One of the first responders to a fiery South Carolina plane crash said Wednesday that a pair of musicians escaped the flaming wreckage by sliding down the wing.
“They said the plane went down. They didn’t say how or if they knew,” said Lt. Jason Shumpert of the South Congaree Police Department. “Once it went down, they were able to slide down the wing of the plane, and they jumped on each other to put fires on each other out and rolled around on the ground.”
Shumpert said he didn’t know until later that the two badly burned men were former Blink-182 drummer Travis Barker and celebrity disc jockey DJ AM, whose real name is Adam Goldstein. One of their doctors at a Georgia burn hospital said he expects them to fully recover from their second- and third-degree burns.
A video of the Friday night crash scene shot from Shumpert’s police car shows an inferno next to the road, with screams ringing out above the din of sirens of ambulances and fire trucks. Shumpert said the screaming voice belonged to Barker, who was trembling and seemed to be in intense pain as he sat on the sidewalk, waiting for medical help to arrive.
“Travis, you could tell he was in pain,” Shumpert said. “He just kept saying: ‘That’s my friends in the plane, that’s my friends in the plane.'”
Pilot Sarah Lemmon, 31, of Anaheim Hills, Calif., and co-pilot James Bland, 52, of Carlsbad, Calif., died of smoke inhalation and burns within minutes of the crash. A South Carolina coroner has said Chris Baker, 29, of Studio City, Calif., and Charles Still, 25, of Los Angeles, close friends of the musicians, died on impact.
Barker, 32, was one of the more colorful members of the multiplatinum-selling punk rock band Blink-182. DJ AM is a popular DJ who was also a tabloid favorite for some celebrity romances.
Officials with the National Transportation Safety Board have not said what caused the crash. A cockpit voice recorder revealed that crew members thought a tire blew and tried to abort the takeoff. The Learjet shot off the end of the runway, ripped through a fence and crossed a highway before coming to rest, engulfed in flames.
NTSB officials, who have recovered pieces of tire from the runway, planned to return to Washington on Thursday. Goodyear Tire & Rubber Co., which made the tires, has said it is cooperating with the investigation.

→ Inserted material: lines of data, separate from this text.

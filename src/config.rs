//! Configuration for the gateway process and for individual submissions.
//!
//! Two records with very different lifetimes live here:
//!
//! * [`GatewayConfig`] is built exactly once at process start (defaults,
//!   then environment, then CLI flags) and passed by reference into every
//!   handler. Nothing in the library reads process-global state after
//!   startup.
//! * [`OcrOptions`] is resolved per submission by layering overrides on the
//!   built-in defaults: default < environment < request body < request
//!   header. A later layer only wins a field when its value is present AND
//!   coerces to the field's type; a malformed override is dropped with a
//!   `warn!` and the previous layer's value survives. The request is never
//!   rejected over a bad override.
//!
//! The coercion helpers are pure functions over [`serde_json::Value`] so the
//! precedence rules are unit-testable without any HTTP plumbing.

use serde_json::Value;
use std::path::PathBuf;
use tracing::warn;

/// Process-level configuration, constructed once in the binary.
#[derive(Debug, Clone)]
pub struct GatewayConfig {
    /// Base URL of the recognition backend (health probe + parse endpoint).
    pub backend_url: String,

    /// Bind address for the HTTP service.
    pub bind_host: String,

    /// Bind port for the HTTP service.
    pub bind_port: u16,

    /// Root directory holding per-document working directories, the
    /// consolidation staging area, and the persistent `final/` tree.
    pub output_root: PathBuf,

    /// Timeout for the backend liveness probe, in seconds.
    ///
    /// The probe is bounded; the parse call is not. A hung backend fails
    /// `/ping` quickly while an in-flight submission keeps waiting.
    pub health_timeout_secs: u64,
}

impl Default for GatewayConfig {
    fn default() -> Self {
        Self {
            backend_url: "http://127.0.0.1:8081".to_string(),
            bind_host: "0.0.0.0".to_string(),
            bind_port: 8080,
            output_root: PathBuf::from("output"),
            health_timeout_secs: 30,
        }
    }
}

impl GatewayConfig {
    /// Defaults with the environment layer applied on top.
    ///
    /// CLI flags are applied by the binary after this, completing the
    /// default < environment < flag precedence chain.
    pub fn from_env() -> Self {
        let mut cfg = Self::default();
        if let Ok(url) = std::env::var("OCRGATE_BACKEND_URL") {
            if !url.is_empty() {
                cfg.backend_url = url;
            }
        }
        if let Ok(root) = std::env::var("OCRGATE_OUTPUT_ROOT") {
            if !root.is_empty() {
                cfg.output_root = PathBuf::from(root);
            }
        }
        if let Ok(secs) = std::env::var("HEALTH_CHECK_TIMEOUT") {
            match secs.parse::<u64>() {
                Ok(v) => cfg.health_timeout_secs = v,
                Err(_) => warn!("Ignoring malformed HEALTH_CHECK_TIMEOUT {secs:?}"),
            }
        }
        cfg
    }

    /// URL of the backend liveness endpoint.
    pub fn backend_health_url(&self) -> String {
        format!("{}/health", self.backend_url.trim_end_matches('/'))
    }

    /// URL of the backend parse endpoint.
    pub fn backend_parse_url(&self) -> String {
        format!("{}/parse", self.backend_url.trim_end_matches('/'))
    }
}

/// Per-submission options forwarded to the recognition backend.
#[derive(Debug, Clone, PartialEq, serde::Serialize)]
pub struct OcrOptions {
    /// Model identifier the backend serves.
    pub model_name: String,

    /// Prompt identifier selecting the backend's extraction mode.
    pub prompt: String,

    /// Rasterisation DPI used by the backend for PDF inputs.
    pub dpi: u32,

    /// Backend worker threads for multi-page documents.
    pub num_threads: usize,

    /// Sampling temperature. Low values keep the transcription faithful.
    pub temperature: f32,

    /// Nucleus sampling bound.
    pub top_p: f32,

    /// Maximum tokens the backend may generate per page.
    pub max_completion_tokens: usize,
}

impl Default for OcrOptions {
    fn default() -> Self {
        Self {
            model_name: "model".to_string(),
            prompt: "prompt_layout_all_en".to_string(),
            dpi: 120,
            num_threads: 1,
            temperature: 0.1,
            top_p: 0.9,
            max_completion_tokens: 4096,
        }
    }
}

impl OcrOptions {
    /// Resolve options by applying override layers in precedence order
    /// (earliest = weakest).
    pub fn resolve(layers: &[&OptionOverrides]) -> Self {
        let mut opts = Self::default();
        for layer in layers {
            layer.apply_to(&mut opts);
        }
        opts
    }
}

/// One layer of raw, not-yet-validated option overrides.
///
/// Fields hold raw JSON values (the body layer) or strings wrapped as JSON
/// strings (the environment and header layers) so a single coercion path
/// serves all three sources.
#[derive(Debug, Clone, Default)]
pub struct OptionOverrides {
    pub prompt: Option<Value>,
    pub dpi: Option<Value>,
    pub num_threads: Option<Value>,
    pub temperature: Option<Value>,
    pub top_p: Option<Value>,
    pub max_tokens: Option<Value>,
}

impl OptionOverrides {
    /// Collect the environment layer from `OCRGATE_*` variables.
    pub fn from_env() -> Self {
        let var = |name: &str| {
            std::env::var(name)
                .ok()
                .filter(|v| !v.is_empty())
                .map(Value::String)
        };
        Self {
            prompt: var("OCRGATE_PROMPT"),
            dpi: var("OCRGATE_DPI"),
            num_threads: var("OCRGATE_NUM_THREADS"),
            temperature: var("OCRGATE_TEMPERATURE"),
            top_p: var("OCRGATE_TOP_P"),
            max_tokens: var("OCRGATE_MAX_TOKENS"),
        }
    }

    /// Apply this layer onto `opts`, field by field.
    ///
    /// A present-but-malformed value keeps the previous value. This matches
    /// the service's observed behavior: overrides are best-effort, never a
    /// reason to reject the submission.
    pub fn apply_to(&self, opts: &mut OcrOptions) {
        apply(&mut opts.prompt, &self.prompt, "prompt", coerce_string);
        apply(&mut opts.dpi, &self.dpi, "dpi", coerce_u32);
        apply(
            &mut opts.num_threads,
            &self.num_threads,
            "num_threads",
            coerce_usize,
        );
        apply(
            &mut opts.temperature,
            &self.temperature,
            "temperature",
            coerce_f32,
        );
        apply(&mut opts.top_p, &self.top_p, "top_p", coerce_f32);
        apply(
            &mut opts.max_completion_tokens,
            &self.max_tokens,
            "max_tokens",
            coerce_usize,
        );
    }
}

fn apply<T>(slot: &mut T, raw: &Option<Value>, field: &str, coerce: fn(&Value) -> Option<T>) {
    if let Some(value) = raw {
        match coerce(value) {
            Some(v) => *slot = v,
            None => warn!("Ignoring malformed override for '{field}': {value}"),
        }
    }
}

// ── Coercion helpers ─────────────────────────────────────────────────────
//
// JSON clients send numbers as numbers; header and environment layers send
// everything as strings. Both spellings are accepted for numeric fields.

fn coerce_string(v: &Value) -> Option<String> {
    match v {
        Value::String(s) => Some(s.clone()),
        _ => None,
    }
}

fn coerce_u32(v: &Value) -> Option<u32> {
    match v {
        Value::Number(n) => n.as_u64().and_then(|n| u32::try_from(n).ok()),
        Value::String(s) => s.trim().parse().ok(),
        _ => None,
    }
}

fn coerce_usize(v: &Value) -> Option<usize> {
    match v {
        Value::Number(n) => n.as_u64().and_then(|n| usize::try_from(n).ok()),
        Value::String(s) => s.trim().parse().ok(),
        _ => None,
    }
}

fn coerce_f32(v: &Value) -> Option<f32> {
    match v {
        Value::Number(n) => n.as_f64().map(|f| f as f32),
        Value::String(s) => s.trim().parse().ok(),
        _ => None,
    }
}
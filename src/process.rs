//! Request orchestration: drive one submission through every pipeline stage.
//!
//! Stages run sequentially within a submission; concurrency across
//! submissions comes from the server's runtime. The state machine is
//!
//! ```text
//! STAGED → INVOKED → {PAGES_READY | INVOKE_FAILED}
//!        → CONSOLIDATED → FINALIZED → CLEANED
//! ```
//!
//! and CLEANED is the only terminal state: the cleanup sweep runs after the
//! fallible stages on success and failure alike, and the staged input file
//! removes itself on drop. A failure at any stage short-circuits straight
//! to cleanup with the triggering error preserved for the response.

use crate::config::{GatewayConfig, OcrOptions};
use crate::error::GatewayError;
use crate::output::SubmissionOutput;
use crate::pipeline::{cleanup, consolidate, finalize, invoke::OcrBackend, stage};
use std::path::PathBuf;
use std::sync::Arc;
use std::time::Instant;
use tracing::{debug, info};

/// Process one submitted document end to end.
///
/// Returns the ordered page results and the published document location.
/// Every intermediate path is scoped under the document id generated at
/// staging, so concurrent submissions never collide; only the publish step
/// serializes, and only per id.
pub async fn process_submission(
    config: &GatewayConfig,
    backend: Arc<dyn OcrBackend>,
    locks: &finalize::PublishLocks,
    bytes: &[u8],
    options: &OcrOptions,
) -> Result<SubmissionOutput, GatewayError> {
    let start = Instant::now();

    // ── Stage input ──────────────────────────────────────────────────────
    let staged = stage::StagedInput::write(bytes)?;
    let document_id = staged.document_id().to_string();
    info!(
        "Submission staged as document '{document_id}' ({} bytes)",
        bytes.len()
    );

    let result = run_stages(config, backend, locks, &staged, &document_id, options).await;

    // ── Cleanup, unconditionally ─────────────────────────────────────────
    cleanup::sweep(&config.output_root, &document_id);
    debug!(
        "Document '{document_id}' finished in {}ms ({})",
        start.elapsed().as_millis(),
        if result.is_ok() { "ok" } else { "failed" }
    );

    result
}

async fn run_stages(
    config: &GatewayConfig,
    backend: Arc<dyn OcrBackend>,
    locks: &finalize::PublishLocks,
    staged: &stage::StagedInput,
    document_id: &str,
    options: &OcrOptions,
) -> Result<SubmissionOutput, GatewayError> {
    let page_dir: PathBuf = config.output_root.join(document_id);

    // ── Invoke backend ───────────────────────────────────────────────────
    // The call is synchronous and unbounded; spawn_blocking keeps it off
    // the async workers for however long it runs.
    let pages = {
        let backend = Arc::clone(&backend);
        let source = staged.path().to_path_buf();
        let page_dir = page_dir.clone();
        let options = options.clone();
        tokio::task::spawn_blocking(move || backend.parse_document(&source, &page_dir, &options))
            .await
            .map_err(|e| GatewayError::Internal(format!("backend task panicked: {e}")))??
    };
    info!("Backend returned {} page results", pages.len());

    // ── Consolidate ──────────────────────────────────────────────────────
    let consolidated = {
        let staging_root = config.output_root.join("consolidated");
        let page_dir = page_dir.clone();
        tokio::task::spawn_blocking(move || {
            consolidate::consolidate(&page_dir, &staging_root, None)
        })
        .await
        .map_err(|e| GatewayError::Internal(format!("consolidation task panicked: {e}")))??
    };

    // ── Publish ──────────────────────────────────────────────────────────
    let lock = locks.for_document(document_id);
    let _guard = lock.lock().await;
    let final_root = config.output_root.join("final");
    let document = finalize::publish(&consolidated, &final_root, document_id)?;

    Ok(SubmissionOutput {
        document_id: document_id.to_string(),
        pages,
        document,
    })
}
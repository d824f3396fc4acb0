//! # ocr-gateway
//!
//! Document-submission gateway for an external OCR/layout-recognition
//! backend.
//!
//! ## Why this crate?
//!
//! Recognition backends answer one page at a time: a 30-page scan comes
//! back as 30 loose Markdown files full of inline base64 images, dumped in
//! a working directory. This crate owns everything around that call:
//! staging the upload, resolving per-request options, merging the per-page
//! output into one readable document with extracted image assets, and
//! publishing the result atomically under a stable document key, with every
//! intermediate cleaned up no matter how the request ends.
//!
//! ## Pipeline Overview
//!
//! ```text
//! submission
//!  │
//!  ├─ 1. Options      layer defaults < environment < body < headers
//!  ├─ 2. Stage        persist bytes under a sniffed suffix, assign doc id
//!  ├─ 3. Invoke       blocking call to the recognition backend
//!  ├─ 4. Consolidate  merge per-page Markdown, extract inline images
//!  ├─ 5. Finalize     swap-publish final/<id>/{document.md, assets/}
//!  └─ 6. Cleanup      sweep intermediates, success or failure
//! ```
//!
//! ## Quick Start
//!
//! ```rust,no_run
//! use ocr_gateway::{start_server, AppState, GatewayConfig};
//!
//! #[tokio::main]
//! async fn main() -> Result<(), Box<dyn std::error::Error>> {
//!     let config = GatewayConfig::from_env();
//!     let state = AppState::new(config);
//!     start_server("0.0.0.0:8080", state).await?;
//!     Ok(())
//! }
//! ```
//!
//! The consolidation stage is also usable on its own (the `ocr-consolidate`
//! binary) to reprocess an existing directory of page artifacts without
//! touching the backend.

// ── Modules ──────────────────────────────────────────────────────────────

pub mod config;
pub mod error;
pub mod output;
pub mod pipeline;
pub mod process;
pub mod server;

// ── Re-exports ───────────────────────────────────────────────────────────

pub use config::{GatewayConfig, OcrOptions, OptionOverrides};
pub use error::GatewayError;
pub use output::{DocumentPointer, OcrResponse, PageRecord, SubmissionOutput};
pub use pipeline::consolidate::{consolidate, Consolidated};
pub use pipeline::invoke::{HttpOcrBackend, OcrBackend};
pub use process::process_submission;
pub use server::{build_router, start_server, AppState};
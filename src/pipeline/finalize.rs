//! Publication: move a staged consolidation to its stable, document-keyed
//! output location.
//!
//! ## Why populate-then-swap?
//!
//! Readers of `final/<id>/` must see either the complete previous version
//! or the complete new one. Copying straight into the destination would
//! expose a half-populated directory for the duration of the copy, and a
//! republish with fewer assets would leave stale files behind. Instead the
//! new content is fully populated into a hidden sibling directory, the old
//! destination is removed, and the sibling is renamed into place: the swap
//! is as close to atomic as the host filesystem allows.
//!
//! Concurrent republishes of the same id are serialized through
//! [`PublishLocks`]; distinct ids never contend.

use crate::error::GatewayError;
use crate::output::DocumentPointer;
use crate::pipeline::consolidate::Consolidated;
use std::collections::HashMap;
use std::path::Path;
use std::sync::{Arc, Mutex};
use tracing::{debug, info};
use uuid::Uuid;

/// Per-document-id publish locks.
///
/// The registry grows by one entry per distinct id and is never pruned;
/// entries are a handful of bytes and ids are bounded by the number of
/// documents the deployment has ever published.
#[derive(Default)]
pub struct PublishLocks {
    inner: Mutex<HashMap<String, Arc<tokio::sync::Mutex<()>>>>,
}

impl PublishLocks {
    pub fn new() -> Self {
        Self::default()
    }

    /// The lock guarding publishes for `document_id`.
    pub fn for_document(&self, document_id: &str) -> Arc<tokio::sync::Mutex<()>> {
        let mut map = self.inner.lock().expect("publish lock registry poisoned");
        Arc::clone(map.entry(document_id.to_string()).or_default())
    }
}

/// Publish staged consolidation artifacts under `final_root/<document_id>`.
///
/// Replaces any prior content for the id entirely, then removes the
/// consolidation staging directory. Callers must hold the id's publish
/// lock; see [`PublishLocks`].
pub fn publish(
    consolidated: &Consolidated,
    final_root: &Path,
    document_id: &str,
) -> Result<DocumentPointer, GatewayError> {
    let dest = final_root.join(document_id);
    let failed = |path: &Path, source: std::io::Error| GatewayError::PublishFailed {
        path: path.to_path_buf(),
        source,
    };

    std::fs::create_dir_all(final_root).map_err(|e| failed(final_root, e))?;

    // Populate a hidden sibling so the rename below lands on the same
    // filesystem as the destination.
    let fresh = final_root.join(format!(".publish-{}", Uuid::new_v4().simple()));
    let populate = || -> std::io::Result<()> {
        let assets_dest = fresh.join("assets");
        std::fs::create_dir_all(&assets_dest)?;
        std::fs::copy(&consolidated.file, fresh.join("document.md"))?;
        for entry in std::fs::read_dir(&consolidated.assets_dir)?.flatten() {
            let path = entry.path();
            if path.is_file() {
                std::fs::copy(&path, assets_dest.join(entry.file_name()))?;
            }
        }
        Ok(())
    };

    if let Err(e) = populate() {
        let _ = std::fs::remove_dir_all(&fresh);
        return Err(failed(&fresh, e));
    }

    if dest.exists() {
        if let Err(e) = std::fs::remove_dir_all(&dest) {
            let _ = std::fs::remove_dir_all(&fresh);
            return Err(failed(&dest, e));
        }
    }
    if let Err(e) = std::fs::rename(&fresh, &dest) {
        let _ = std::fs::remove_dir_all(&fresh);
        return Err(failed(&dest, e));
    }

    // The staging directory has served its purpose; losing this removal is
    // harmless because the cleanup sweep also covers it.
    if let Some(staging_dir) = consolidated.file.parent() {
        if let Err(e) = std::fs::remove_dir_all(staging_dir) {
            debug!("Leaving staging '{}': {e}", staging_dir.display());
        }
    }

    info!(
        "Published document '{document_id}' ({} pages, {} assets) to '{}'",
        consolidated.pages,
        consolidated.images_extracted,
        dest.display()
    );

    Ok(DocumentPointer {
        path: dest.join("document.md"),
        dir: dest,
    })
}
//! Consolidation: merge per-page Markdown artifacts into one document.
//!
//! The backend leaves one Markdown file per page in a document's working
//! directory, some of them in a second "no header/footer" variant. This
//! module selects exactly one artifact per page, rewrites inline base64
//! images into numbered asset files, and concatenates the pages in order
//! with a visible rule between them.
//!
//! Filename parsing and image rewriting are pure functions over text; the
//! only I/O is reading artifacts and writing the staged result, so every
//! selection and numbering rule is unit-testable without a backend.
//!
//! ## Failure policy
//!
//! A single bad artifact (unreadable file, undecodable image) is logged and
//! skipped; the rest of the document still consolidates. Only an
//! inaccessible input directory, an empty one, or an unwritable output
//! escalate to [`GatewayError::Postprocess`].

use crate::error::GatewayError;
use base64::{engine::general_purpose::STANDARD, Engine as _};
use once_cell::sync::Lazy;
use regex::{Captures, Regex};
use std::collections::BTreeMap;
use std::path::{Path, PathBuf};
use tracing::{debug, info, warn};

/// Page number embedded in an artifact filename, `_nohf` variant included.
static RE_PAGE_NUM: Lazy<Regex> =
    Lazy::new(|| Regex::new(r"_page_(\d+)(?:_nohf)?\.md$").unwrap());

/// Inline Markdown image with a base64 payload and declared format.
static RE_INLINE_IMAGE: Lazy<Regex> =
    Lazy::new(|| Regex::new(r"(?s)!\[([^\]]*)\]\(data:image/([^;]+);base64,([^)]+)\)").unwrap());

/// Extract the page number from an artifact filename.
///
/// Filenames without an embedded page number sort as page 0.
pub fn page_number(filename: &str) -> usize {
    RE_PAGE_NUM
        .captures(filename)
        .and_then(|caps| caps[1].parse().ok())
        .unwrap_or(0)
}

/// Whether the artifact is the "no header/footer" variant of its page.
pub fn is_nohf_variant(filename: &str) -> bool {
    filename.ends_with("_nohf.md")
}

/// Enumerate the Markdown artifacts in `input_dir` and select exactly one
/// per page number, preferring the non-variant member of each page group.
///
/// Returns `(page_number, path)` pairs in ascending page order.
pub fn select_artifacts(input_dir: &Path) -> Result<Vec<(usize, PathBuf)>, GatewayError> {
    let entries = std::fs::read_dir(input_dir).map_err(|e| GatewayError::Postprocess {
        detail: format!("input directory '{}': {e}", input_dir.display()),
    })?;

    let mut groups: BTreeMap<usize, Vec<PathBuf>> = BTreeMap::new();
    for entry in entries.flatten() {
        let path = entry.path();
        let name = match path.file_name().and_then(|n| n.to_str()) {
            Some(n) => n,
            None => continue,
        };
        if !name.ends_with(".md") || !path.is_file() {
            continue;
        }
        groups.entry(page_number(name)).or_default().push(path);
    }

    if groups.is_empty() {
        return Err(GatewayError::Postprocess {
            detail: format!(
                "no markdown artifacts found in '{}'",
                input_dir.display()
            ),
        });
    }

    let mut selected = Vec::with_capacity(groups.len());
    for (page, mut members) in groups {
        // Directory enumeration order is platform-dependent; sort for a
        // deterministic pick when a group has several candidates.
        members.sort();
        let pick = members
            .iter()
            .find(|p| {
                p.file_name()
                    .and_then(|n| n.to_str())
                    .is_some_and(|n| !is_nohf_variant(n))
            })
            .unwrap_or(&members[0])
            .clone();
        selected.push((page, pick));
    }

    Ok(selected)
}

/// Rewrite inline base64 images in `content`, numbering extracted assets
/// from `next_index`.
///
/// `save` receives `(index, format, bytes)` and returns the relative path
/// to substitute into the reference, or `None` when persisting failed. The
/// counter advances only when an image both decodes and saves; a failed
/// match keeps its original inline reference untouched.
///
/// Returns the rewritten content and the next unused index, so the counter
/// threads across all pages of a document without ever resetting.
pub fn rewrite_inline_images<F>(content: &str, next_index: usize, save: &mut F) -> (String, usize)
where
    F: FnMut(usize, &str, &[u8]) -> Option<String>,
{
    let mut index = next_index;
    let rewritten = RE_INLINE_IMAGE.replace_all(content, |caps: &Captures<'_>| {
        let alt = &caps[1];
        let format = &caps[2];
        let payload: String = caps[3].chars().filter(|c| !c.is_ascii_whitespace()).collect();

        let bytes = match STANDARD.decode(payload.as_bytes()) {
            Ok(b) => b,
            Err(e) => {
                warn!("Failed to decode inline image {index}: {e}");
                return caps[0].to_string();
            }
        };

        match save(index, format, &bytes) {
            Some(rel_path) => {
                debug!("Extracted image{index}.{format} ({} bytes)", bytes.len());
                let replacement = format!("![{alt}]({rel_path})");
                index += 1;
                replacement
            }
            None => caps[0].to_string(),
        }
    });

    (rewritten.into_owned(), index)
}

/// Result of a consolidation run, pointing at the staged (not yet
/// published) artifacts.
#[derive(Debug, Clone)]
pub struct Consolidated {
    /// Base name of the input directory; the document key downstream.
    pub document_name: String,

    /// The staged consolidated Markdown file.
    pub file: PathBuf,

    /// The staged assets directory next to it.
    pub assets_dir: PathBuf,

    /// Pages that contributed content.
    pub pages: usize,

    /// Successfully extracted images across the whole document.
    pub images_extracted: usize,
}

/// Merge the page artifacts of `input_dir` into one document under
/// `staging_root/<name>/`.
///
/// The output filename defaults to `<name>_consolidated.md` where `<name>`
/// is the input directory's base name. Consecutive pages are separated by a
/// horizontal rule (never before the first or after the last) and each page
/// opens with a page-number marker comment. Running this twice over an
/// unmodified input directory produces byte-identical output.
pub fn consolidate(
    input_dir: &Path,
    staging_root: &Path,
    output_filename: Option<&str>,
) -> Result<Consolidated, GatewayError> {
    let artifacts = select_artifacts(input_dir)?;

    let document_name = input_dir
        .file_name()
        .map(|n| n.to_string_lossy().into_owned())
        .unwrap_or_else(|| "document".to_string());

    let staging_dir = staging_root.join(&document_name);
    let assets_dir = staging_dir.join("assets");
    std::fs::create_dir_all(&assets_dir).map_err(|e| GatewayError::Postprocess {
        detail: format!("create staging '{}': {e}", assets_dir.display()),
    })?;

    info!(
        "Consolidating {} page artifacts from '{}'",
        artifacts.len(),
        input_dir.display()
    );

    let mut parts: Vec<String> = Vec::with_capacity(artifacts.len());
    let mut next_index = 1usize;

    for (page, path) in &artifacts {
        let content = match std::fs::read_to_string(path) {
            Ok(c) => c,
            Err(e) => {
                warn!("Skipping unreadable artifact '{}': {e}", path.display());
                continue;
            }
        };

        let mut save = |index: usize, format: &str, bytes: &[u8]| {
            let filename = format!("image{index}.{format}");
            match std::fs::write(assets_dir.join(&filename), bytes) {
                Ok(()) => Some(format!("assets/{filename}")),
                Err(e) => {
                    warn!("Failed to save {filename}: {e}");
                    None
                }
            }
        };

        let (rewritten, advanced) = rewrite_inline_images(&content, next_index, &mut save);
        next_index = advanced;

        parts.push(format!("<!-- Page {page} -->\n{rewritten}"));
    }

    let output_name = output_filename
        .map(|n| n.to_string())
        .unwrap_or_else(|| format!("{document_name}_consolidated.md"));
    let file = staging_dir.join(&output_name);

    std::fs::write(&file, parts.join("\n\n---\n\n")).map_err(|e| GatewayError::Postprocess {
        detail: format!("write consolidated '{}': {e}", file.display()),
    })?;

    info!(
        "Consolidated {} pages, {} images into '{}'",
        parts.len(),
        next_index - 1,
        file.display()
    );

    Ok(Consolidated {
        document_name,
        file,
        assets_dir,
        pages: parts.len(),
        images_extracted: next_index - 1,
    })
}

A spokesman for a clothing company Barker owns said Tuesday the drummer had been through several surgeries and was trying to keep an upbeat attitude. Regardless of what caused the crash, Shumpert said both men are lucky to be alive.
“It was divine intervention that they got out,” he said. “They should be commended for being able to get out and keep their heads together.”